*** Opening of EXTRACTED RECORDS ***

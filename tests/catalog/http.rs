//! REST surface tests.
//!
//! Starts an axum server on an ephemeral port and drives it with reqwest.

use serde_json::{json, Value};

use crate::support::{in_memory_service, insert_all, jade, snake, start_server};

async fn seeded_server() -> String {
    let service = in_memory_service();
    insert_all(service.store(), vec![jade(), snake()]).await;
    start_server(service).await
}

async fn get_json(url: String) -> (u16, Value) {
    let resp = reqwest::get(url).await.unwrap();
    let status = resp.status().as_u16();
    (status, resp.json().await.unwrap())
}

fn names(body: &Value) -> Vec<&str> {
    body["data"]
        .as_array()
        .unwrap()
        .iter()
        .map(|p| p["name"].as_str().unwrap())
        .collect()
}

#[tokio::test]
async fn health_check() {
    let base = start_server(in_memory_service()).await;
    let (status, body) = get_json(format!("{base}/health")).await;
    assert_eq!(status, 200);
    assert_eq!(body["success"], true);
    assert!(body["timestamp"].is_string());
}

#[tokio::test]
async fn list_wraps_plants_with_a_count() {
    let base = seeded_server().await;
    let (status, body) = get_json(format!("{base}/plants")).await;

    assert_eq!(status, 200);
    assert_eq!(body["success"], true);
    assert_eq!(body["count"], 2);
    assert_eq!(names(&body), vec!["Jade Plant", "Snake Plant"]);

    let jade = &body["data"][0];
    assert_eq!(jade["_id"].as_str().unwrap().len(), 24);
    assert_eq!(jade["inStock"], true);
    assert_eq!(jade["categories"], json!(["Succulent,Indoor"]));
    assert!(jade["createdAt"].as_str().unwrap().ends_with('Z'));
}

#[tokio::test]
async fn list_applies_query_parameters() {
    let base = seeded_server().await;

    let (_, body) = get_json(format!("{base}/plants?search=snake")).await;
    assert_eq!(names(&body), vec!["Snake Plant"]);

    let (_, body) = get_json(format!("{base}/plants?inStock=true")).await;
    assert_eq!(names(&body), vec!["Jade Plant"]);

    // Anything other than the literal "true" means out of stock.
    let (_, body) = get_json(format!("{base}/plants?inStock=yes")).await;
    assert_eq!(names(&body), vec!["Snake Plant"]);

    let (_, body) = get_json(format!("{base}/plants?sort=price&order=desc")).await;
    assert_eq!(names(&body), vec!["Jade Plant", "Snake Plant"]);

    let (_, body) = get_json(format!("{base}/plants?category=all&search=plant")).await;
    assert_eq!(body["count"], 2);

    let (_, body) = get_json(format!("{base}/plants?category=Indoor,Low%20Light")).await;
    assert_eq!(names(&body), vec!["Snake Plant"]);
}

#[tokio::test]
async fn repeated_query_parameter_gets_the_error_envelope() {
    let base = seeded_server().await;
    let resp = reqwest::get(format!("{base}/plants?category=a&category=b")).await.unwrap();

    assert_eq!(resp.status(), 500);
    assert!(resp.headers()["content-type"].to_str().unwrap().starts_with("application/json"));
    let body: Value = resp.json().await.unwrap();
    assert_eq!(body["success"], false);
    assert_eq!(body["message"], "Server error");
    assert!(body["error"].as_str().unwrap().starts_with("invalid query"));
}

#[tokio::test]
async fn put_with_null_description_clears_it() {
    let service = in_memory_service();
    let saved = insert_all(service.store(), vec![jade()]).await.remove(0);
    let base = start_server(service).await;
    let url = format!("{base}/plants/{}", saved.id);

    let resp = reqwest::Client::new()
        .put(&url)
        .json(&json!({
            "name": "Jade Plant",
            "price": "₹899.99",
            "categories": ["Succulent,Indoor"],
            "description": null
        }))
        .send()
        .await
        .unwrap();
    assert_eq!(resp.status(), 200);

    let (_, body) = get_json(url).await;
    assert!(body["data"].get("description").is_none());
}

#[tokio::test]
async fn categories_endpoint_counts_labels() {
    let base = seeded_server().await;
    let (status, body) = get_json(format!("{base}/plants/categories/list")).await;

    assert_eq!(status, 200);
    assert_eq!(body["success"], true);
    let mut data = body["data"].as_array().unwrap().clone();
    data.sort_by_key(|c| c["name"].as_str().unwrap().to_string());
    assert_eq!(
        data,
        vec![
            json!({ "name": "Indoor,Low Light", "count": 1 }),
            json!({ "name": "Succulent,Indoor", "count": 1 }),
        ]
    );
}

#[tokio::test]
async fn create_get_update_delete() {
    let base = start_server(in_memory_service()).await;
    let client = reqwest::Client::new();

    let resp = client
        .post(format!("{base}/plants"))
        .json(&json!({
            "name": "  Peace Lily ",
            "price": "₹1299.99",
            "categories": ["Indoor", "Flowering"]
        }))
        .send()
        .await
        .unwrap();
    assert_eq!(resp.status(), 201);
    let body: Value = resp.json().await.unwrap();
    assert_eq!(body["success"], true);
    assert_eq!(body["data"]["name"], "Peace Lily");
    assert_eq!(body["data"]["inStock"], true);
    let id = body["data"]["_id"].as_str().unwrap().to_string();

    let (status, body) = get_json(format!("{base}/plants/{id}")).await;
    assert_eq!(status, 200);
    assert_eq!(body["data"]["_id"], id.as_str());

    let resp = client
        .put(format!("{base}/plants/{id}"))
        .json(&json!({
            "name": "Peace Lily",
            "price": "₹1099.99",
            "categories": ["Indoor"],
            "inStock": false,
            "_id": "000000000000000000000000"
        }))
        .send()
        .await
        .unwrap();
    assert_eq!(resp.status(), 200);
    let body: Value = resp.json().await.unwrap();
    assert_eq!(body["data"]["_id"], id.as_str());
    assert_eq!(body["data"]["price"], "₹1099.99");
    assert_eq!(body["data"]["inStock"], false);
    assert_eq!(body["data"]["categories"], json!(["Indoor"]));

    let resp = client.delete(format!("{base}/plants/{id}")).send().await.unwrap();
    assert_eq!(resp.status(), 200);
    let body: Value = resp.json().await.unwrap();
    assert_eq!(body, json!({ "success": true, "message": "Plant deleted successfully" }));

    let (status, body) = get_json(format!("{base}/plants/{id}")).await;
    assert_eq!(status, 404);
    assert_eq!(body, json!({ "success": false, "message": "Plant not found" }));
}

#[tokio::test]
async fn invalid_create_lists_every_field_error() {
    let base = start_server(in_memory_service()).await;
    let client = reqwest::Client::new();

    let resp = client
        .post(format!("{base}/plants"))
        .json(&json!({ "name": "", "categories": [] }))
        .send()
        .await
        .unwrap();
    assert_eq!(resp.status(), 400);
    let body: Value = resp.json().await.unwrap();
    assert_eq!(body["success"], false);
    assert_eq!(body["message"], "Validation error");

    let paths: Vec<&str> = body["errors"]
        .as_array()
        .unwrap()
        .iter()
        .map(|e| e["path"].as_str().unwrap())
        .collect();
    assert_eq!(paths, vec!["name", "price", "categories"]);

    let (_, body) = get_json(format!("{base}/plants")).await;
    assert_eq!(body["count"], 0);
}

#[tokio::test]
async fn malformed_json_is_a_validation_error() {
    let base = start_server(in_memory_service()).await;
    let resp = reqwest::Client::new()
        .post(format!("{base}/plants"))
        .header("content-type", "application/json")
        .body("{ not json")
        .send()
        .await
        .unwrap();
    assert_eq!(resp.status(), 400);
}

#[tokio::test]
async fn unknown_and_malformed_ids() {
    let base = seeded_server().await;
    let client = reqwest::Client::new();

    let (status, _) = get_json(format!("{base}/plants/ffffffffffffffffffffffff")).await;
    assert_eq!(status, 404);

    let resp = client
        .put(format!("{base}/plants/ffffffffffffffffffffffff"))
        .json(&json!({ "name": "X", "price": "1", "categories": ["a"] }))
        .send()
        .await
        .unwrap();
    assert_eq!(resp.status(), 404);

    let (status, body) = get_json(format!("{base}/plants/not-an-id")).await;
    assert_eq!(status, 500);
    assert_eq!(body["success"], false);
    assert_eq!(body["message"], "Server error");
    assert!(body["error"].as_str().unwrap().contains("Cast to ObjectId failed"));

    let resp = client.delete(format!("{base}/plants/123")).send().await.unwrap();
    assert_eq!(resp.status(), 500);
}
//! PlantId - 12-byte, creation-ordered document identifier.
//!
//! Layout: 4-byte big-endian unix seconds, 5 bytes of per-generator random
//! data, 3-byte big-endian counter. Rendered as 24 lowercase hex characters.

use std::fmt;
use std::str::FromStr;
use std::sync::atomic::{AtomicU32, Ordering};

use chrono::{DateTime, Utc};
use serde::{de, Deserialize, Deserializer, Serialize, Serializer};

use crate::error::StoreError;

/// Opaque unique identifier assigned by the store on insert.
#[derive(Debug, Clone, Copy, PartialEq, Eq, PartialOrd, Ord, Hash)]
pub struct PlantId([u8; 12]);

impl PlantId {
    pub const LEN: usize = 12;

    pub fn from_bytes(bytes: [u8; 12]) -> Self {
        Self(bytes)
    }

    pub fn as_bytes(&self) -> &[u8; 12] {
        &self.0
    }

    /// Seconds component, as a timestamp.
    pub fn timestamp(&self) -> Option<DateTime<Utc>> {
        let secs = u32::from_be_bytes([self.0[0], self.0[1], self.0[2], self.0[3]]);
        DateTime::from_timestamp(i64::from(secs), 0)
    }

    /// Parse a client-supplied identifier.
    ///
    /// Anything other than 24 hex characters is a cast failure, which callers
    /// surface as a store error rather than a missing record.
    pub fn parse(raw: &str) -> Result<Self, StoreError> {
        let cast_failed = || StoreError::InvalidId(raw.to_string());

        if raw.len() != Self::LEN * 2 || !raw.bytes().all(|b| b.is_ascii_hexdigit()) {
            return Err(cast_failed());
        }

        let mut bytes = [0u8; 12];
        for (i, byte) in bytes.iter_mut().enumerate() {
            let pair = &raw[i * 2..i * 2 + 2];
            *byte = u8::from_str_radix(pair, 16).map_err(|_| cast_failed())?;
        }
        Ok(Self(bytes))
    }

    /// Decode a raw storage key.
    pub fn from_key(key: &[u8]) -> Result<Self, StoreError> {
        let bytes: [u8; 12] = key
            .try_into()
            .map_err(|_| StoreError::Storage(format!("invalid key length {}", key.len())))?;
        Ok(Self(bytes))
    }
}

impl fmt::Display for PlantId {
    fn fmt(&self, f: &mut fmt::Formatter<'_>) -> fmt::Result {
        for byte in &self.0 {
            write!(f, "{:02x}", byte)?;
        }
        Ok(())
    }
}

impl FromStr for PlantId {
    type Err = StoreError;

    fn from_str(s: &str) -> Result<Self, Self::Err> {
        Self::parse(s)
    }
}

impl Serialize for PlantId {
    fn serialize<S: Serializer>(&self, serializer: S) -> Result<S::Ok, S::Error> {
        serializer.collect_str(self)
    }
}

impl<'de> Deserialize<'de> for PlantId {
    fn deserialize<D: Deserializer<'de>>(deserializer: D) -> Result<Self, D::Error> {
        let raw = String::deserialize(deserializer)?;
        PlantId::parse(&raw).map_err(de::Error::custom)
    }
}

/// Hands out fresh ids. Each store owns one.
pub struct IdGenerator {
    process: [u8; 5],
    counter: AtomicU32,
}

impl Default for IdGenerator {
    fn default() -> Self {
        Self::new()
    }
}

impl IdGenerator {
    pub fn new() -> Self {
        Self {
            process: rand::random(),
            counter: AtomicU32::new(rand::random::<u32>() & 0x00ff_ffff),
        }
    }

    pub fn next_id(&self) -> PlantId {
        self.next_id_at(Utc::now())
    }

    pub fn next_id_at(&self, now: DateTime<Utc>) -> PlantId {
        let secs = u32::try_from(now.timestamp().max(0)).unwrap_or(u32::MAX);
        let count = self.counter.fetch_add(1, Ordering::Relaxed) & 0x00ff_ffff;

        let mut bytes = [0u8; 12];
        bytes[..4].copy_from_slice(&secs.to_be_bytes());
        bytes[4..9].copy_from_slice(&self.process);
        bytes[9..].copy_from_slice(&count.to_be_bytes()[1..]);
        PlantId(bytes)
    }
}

*** Close of EXTRACTED RECORDS ***

• **DIRECTIONS**: Beginning at the line with "async fn unknown_and_malformed_ids()" and stopping after the line with "pub fn timestamp(&self)", please write out every line of the data above exactly and nothing else.

• **ANSWER TO THIS TASK**:
async fn unknown_and_malformed_ids() {
    let base = seeded_server().await;
    let client = reqwest::Client::new();

    let (status, _) = get_json(format!("{base}/plants/ffffffffffffffffffffffff")).await;
    assert_eq!(status, 404);

    let resp = client
        .put(format!("{base}/plants/ffffffffffffffffffffffff"))
        .json(&json!({ "name": "X", "price": "1", "categories": ["a"] }))
        .send()
        .await
        .unwrap();
    assert_eq!(resp.status(), 404);

    let (status, body) = get_json(format!("{base}/plants/not-an-id")).await;
    assert_eq!(status, 500);
    assert_eq!(body["success"], false);
    assert_eq!(body["message"], "Server error");
    assert!(body["error"].as_str().unwrap().contains("Cast to ObjectId failed"));

    let resp = client.delete(format!("{base}/plants/123")).send().await.unwrap();
    assert_eq!(resp.status(), 500);
}
//! PlantId - 12-byte, creation-ordered document identifier.
//!
//! Layout: 4-byte big-endian unix seconds, 5 bytes of per-generator random
//! data, 3-byte big-endian counter. Rendered as 24 lowercase hex characters.

use std::fmt;
use std::str::FromStr;
use std::sync::atomic::{AtomicU32, Ordering};

use chrono::{DateTime, Utc};
use serde::{de, Deserialize, Deserializer, Serialize, Serializer};

use crate::error::StoreError;

/// Opaque unique identifier assigned by the store on insert.
#[derive(Debug, Clone, Copy, PartialEq, Eq, PartialOrd, Ord, Hash)]
pub struct PlantId([u8; 12]);

impl PlantId {
    pub const LEN: usize = 12;

    pub fn from_bytes(bytes: [u8; 12]) -> Self {
        Self(bytes)
    }

    pub fn as_bytes(&self) -> &[u8; 12] {
        &self.0
    }

    /// Seconds component, as a timestamp.
    pub fn timestamp(&self) -> Option<DateTime<Utc>> {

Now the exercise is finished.